It seems like to be able to add the max 64 bit value immediate you have to use the movabsq instruction, and cannot just do movq or mov. For example, here is what I did to test:
movq $0xFFFFFFFFFFFFFFFF, %rbx
mov $0xFFFFFFFFFFFFFFFF, %rbx
movq $0xEFFFFFFFFFFFFFFF, %rbx # starts with 'E' // probably added as 8-
mov $0xEFFFFFFFFFFFFFFF, %rbx # starts with 'E' // bytes because cannot be
movabsq $0xFFFFFFFFFFFFFFFF, %rbx # // reduced by sign-extension
And it assembled as:
0x0000000000401000 48 c7 c3 ff ff ff ff ? mov $0xffffffffffffffff,%rbx
0x0000000000401007 48 c7 c3 ff ff ff ff ? mov $0xffffffffffffffff,%rbx
0x000000000040100e 48 bb ff ff ff ff ff ff ff ef ? movabs $0xefffffffffffffff,%rbx
0x0000000000401018 48 bb ff ff ff ff ff ff ff ef ? movabs $0xefffffffffffffff,%rbx
0x0000000000401022 48 bb ff ff ff ff ff ff ff ff ? movabs $0xffffffffffffffff,%rbx
Why does this occur? For example, why does the mov/movq add it as a four-byte value, 0x FF FF FF FF? Whereas it tries to add it as an 8-byte immediate when the value is less than the 8-byte max. And the only way I'm only to get the full value is specifying movabsq (without doing a trick like -1 or something). Or, is the assembly trying to be 'smart' and just seeing 'oh, this value is the same as 32-bit sign extended and we can save 4 bytes by doing Move imm32 sign extended to 64-bits to r/m64. ?
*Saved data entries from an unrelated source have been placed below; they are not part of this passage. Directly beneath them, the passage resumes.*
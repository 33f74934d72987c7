use std::io;
use thiserror::Error;

pub type Result<T> = std::result::Result<T, Error>;

#[derive(Debug, Error)]
pub enum Error {
    #[error("io error: {0}")]
    Io(#[from] io::Error),
    /// image does not fit in the 64K address space
    #[error("program image is {0} bytes; the address space holds 65536")]
    ProgramTooLarge(usize),
    /// display wants a different amount of pixel data than the framebuffer holds
    #[error("display expects {expected} bytes per frame; the framebuffer is {actual}")]
    DisplaySize { expected: usize, actual: usize },
}
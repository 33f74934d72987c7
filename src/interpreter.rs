/// # interpreter
///
/// Fetch/decode/execute for the INS8070 against a 64K bus. The host hands the
/// interpreter its devices once, then alternates `raise_interrupt` and
/// `execute(budget)`; `execute` runs whole instructions until the budget is
/// spent and returns the overrun so the next call can be shortened by it.
///
/// Budgets are in host units, four to a machine cycle.
use crate::bus::Bus;
use crate::console::Console;
use crate::cycles::{self, INTERRUPT_CYCLES, UNITS_PER_CYCLE_SHIFT};
use crate::disk::Disk;
use crate::display::Display;
use crate::error::{Error, Result};
use crate::input::Input;
use crate::memory::{AddressSpace, FRAMEBUFFER_BYTES};
use crate::opcodes::DISPATCH;
use crate::sound::Sound;
use crate::state::{ProcessorState, MIE, PC, SP};
use crate::trace::{NullTracer, Tracer};
use crate::{addressing, addressing::AddressingMode};
use std::io;
use std::time::{Duration, Instant};

/// where an acknowledged interrupt continues
pub const INTERRUPT_VECTOR: u16 = 0x0003;

/// host frames per second for `main_loop`
pub const FRAMES_PER_SECOND: u32 = 60;

pub struct Ins8070Interpreter<'a> {
    pub(crate) state: ProcessorState,
    pub(crate) bus: Bus<'a>,
    pub(crate) console: &'a mut dyn Console,
    pub(crate) tracer: Box<dyn Tracer + 'a>,
}

impl<'a> Ins8070Interpreter<'a> {
    pub fn new(
        disk: &'a mut dyn Disk,
        input: &'a mut dyn Input,
        sound: &'a mut dyn Sound,
        console: &'a mut dyn Console,
    ) -> Ins8070Interpreter<'a> {
        Ins8070Interpreter {
            state: ProcessorState::new(),
            bus: Bus::new(disk, input, sound),
            console,
            tracer: Box::new(NullTracer),
        }
    }

    /// replace the default no-op tracer
    pub fn with_tracer(mut self, tracer: impl Tracer + 'a) -> Self {
        self.tracer = Box::new(tracer);
        self
    }

    /// load a raw image at 0x0000
    pub fn load_program(&mut self, reader: &mut impl io::Read) -> Result<usize> {
        let len = self.bus.memory_mut().load_program(reader)?;
        log::info!("loaded {} byte program", len);
        Ok(len)
    }

    pub fn reset(&mut self) {
        log::debug!("reset");
        self.state.reset();
    }

    /// external interrupt; taken before the next fetch if enabled
    pub fn raise_interrupt(&mut self) {
        self.state.irq = true;
    }

    pub fn is_halted(&self) -> bool {
        self.state.halted
    }

    /// the guest ran the exit opcode
    pub fn exit_requested(&self) -> bool {
        self.console.exit_requested()
    }

    pub fn state(&self) -> &ProcessorState {
        &self.state
    }

    pub fn state_mut(&mut self) -> &mut ProcessorState {
        &mut self.state
    }

    pub fn memory(&self) -> &AddressSpace {
        self.bus.memory()
    }

    pub fn memory_mut(&mut self) -> &mut AddressSpace {
        self.bus.memory_mut()
    }

    /// Run whole instructions until `budget` host units are used up or the CPU
    /// halts. Returns 0 when halted, otherwise how far the last instruction
    /// ran past the budget, in host units.
    pub fn execute(&mut self, budget: i64) -> i64 {
        let budget = budget >> UNITS_PER_CYCLE_SHIFT;
        let mut cycles: i64 = 0;
        loop {
            cycles += self.service_interrupt();
            if self.state.halted {
                return 0;
            }
            let tracing = self.tracer.is_active();
            if tracing {
                self.bus.begin_record(self.state.pc());
            }
            let op = self.fetch();
            cycles += DISPATCH[usize::from(op)](self, op);
            if tracing {
                if let Some(mut record) = self.bus.take_record() {
                    record.capture(&self.state);
                    self.tracer.record(record);
                }
            }
            cycles += cycles::cost(op);
            if self.state.halted || cycles >= budget {
                break;
            }
        }
        if self.state.halted {
            0
        } else {
            (cycles - budget) << UNITS_PER_CYCLE_SHIFT
        }
    }

    /// take a pending interrupt if enabled; returns the cycles it cost
    fn service_interrupt(&mut self) -> i64 {
        if !(self.state.irq && self.state.flag(MIE)) {
            return 0;
        }
        self.state.irq = false;
        self.state.halted = false;
        self.state.set_flag(MIE, false);
        let pc = self.state.pc();
        self.push_word(pc);
        self.state.p[PC] = INTERRUPT_VECTOR;
        log::debug!("interrupt taken at {:04x}", pc);
        INTERRUPT_CYCLES
    }

    /// Drive the guest at `FRAMES_PER_SECOND`: each frame takes an interrupt,
    /// runs `frame_budget` host units (less last frame's overrun) and shows
    /// the framebuffer. Returns when the user quits, the guest exits, or the
    /// guest halts with interrupts off.
    pub fn main_loop(&mut self, display: &mut dyn Display, frame_budget: i64) -> Result<()> {
        let expected = display.get_display_size_bytes();
        if expected != FRAMEBUFFER_BYTES {
            return Err(Error::DisplaySize {
                expected,
                actual: FRAMEBUFFER_BYTES,
            });
        }
        let frame = Duration::from_secs(1) / FRAMES_PER_SECOND;
        let mut overrun = 0;
        loop {
            let start = Instant::now();
            self.bus.input_mut().poll()?;
            if self.bus.input_mut().quit_requested() || self.exit_requested() {
                break;
            }
            if self.state.halted && !self.state.flag(MIE) {
                log::info!("halted with interrupts disabled at {:04x}", self.state.pc());
                break;
            }
            self.raise_interrupt();
            overrun = self.execute(frame_budget - overrun);
            self.bus.sound_mut().end_frame();
            display.draw(self.memory().framebuffer())?;
            if let Some(rest) = frame.checked_sub(start.elapsed()) {
                spin_sleep::sleep(rest);
            }
        }
        Ok(())
    }

    // instruction stream and stack helpers used by the opcode handlers

    /// byte at P0, then P0 += 1
    #[inline]
    pub(crate) fn fetch(&mut self) -> u8 {
        let pc = self.state.p[PC];
        self.state.p[PC] = pc.wrapping_add(1);
        self.bus.fetch(pc)
    }

    /// little-endian immediate word
    pub(crate) fn fetch_word(&mut self) -> u16 {
        let lo = self.fetch();
        let hi = self.fetch();
        crate::memory::le_word(lo, hi)
    }

    /// effective address for a memory-operand opcode
    pub(crate) fn ea(&mut self, op: u8) -> u16 {
        let mode = AddressingMode::decode(op);
        if mode == AddressingMode::Immediate {
            return 0;
        }
        let disp = self.fetch();
        addressing::effective_address(mode, &mut self.state, disp)
    }

    pub(crate) fn push_word(&mut self, v: u16) {
        let sp = self.state.p[SP].wrapping_sub(2);
        self.state.p[SP] = sp;
        self.bus.st2(sp, v);
    }

    pub(crate) fn pop_word(&mut self) -> u16 {
        let sp = self.state.p[SP];
        let v = self.bus.ld2(sp);
        self.state.p[SP] = sp.wrapping_add(2);
        v
    }

    pub(crate) fn push_byte(&mut self, v: u8) {
        let sp = self.state.p[SP].wrapping_sub(1);
        self.state.p[SP] = sp;
        self.bus.st1(sp, v);
    }

    pub(crate) fn pop_byte(&mut self) -> u8 {
        let sp = self.state.p[SP];
        let v = self.bus.ld1(sp);
        self.state.p[SP] = sp.wrapping_add(1);
        v
    }

    /// when taken, P0 = P[op & 3] + disp, with P0 read after the disp byte;
    /// otherwise skip the disp byte
    pub(crate) fn branch(&mut self, op: u8, taken: bool) {
        if taken {
            let disp = self.fetch() as i8;
            self.state.p[PC] = self.state.p[usize::from(op & 3)].wrapping_add(disp as u16);
        } else {
            self.state.p[PC] = self.state.p[PC].wrapping_add(1);
        }
    }
}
And if the answer is yes to that question, is part of the responsibility of the assembler to 'improve/reduce possible assembly inefficiencies'? Or does that fall to the compiler, and the assembler is merely supposed to take the assembly presented to it and put it into ELF (or whatever format the target is)?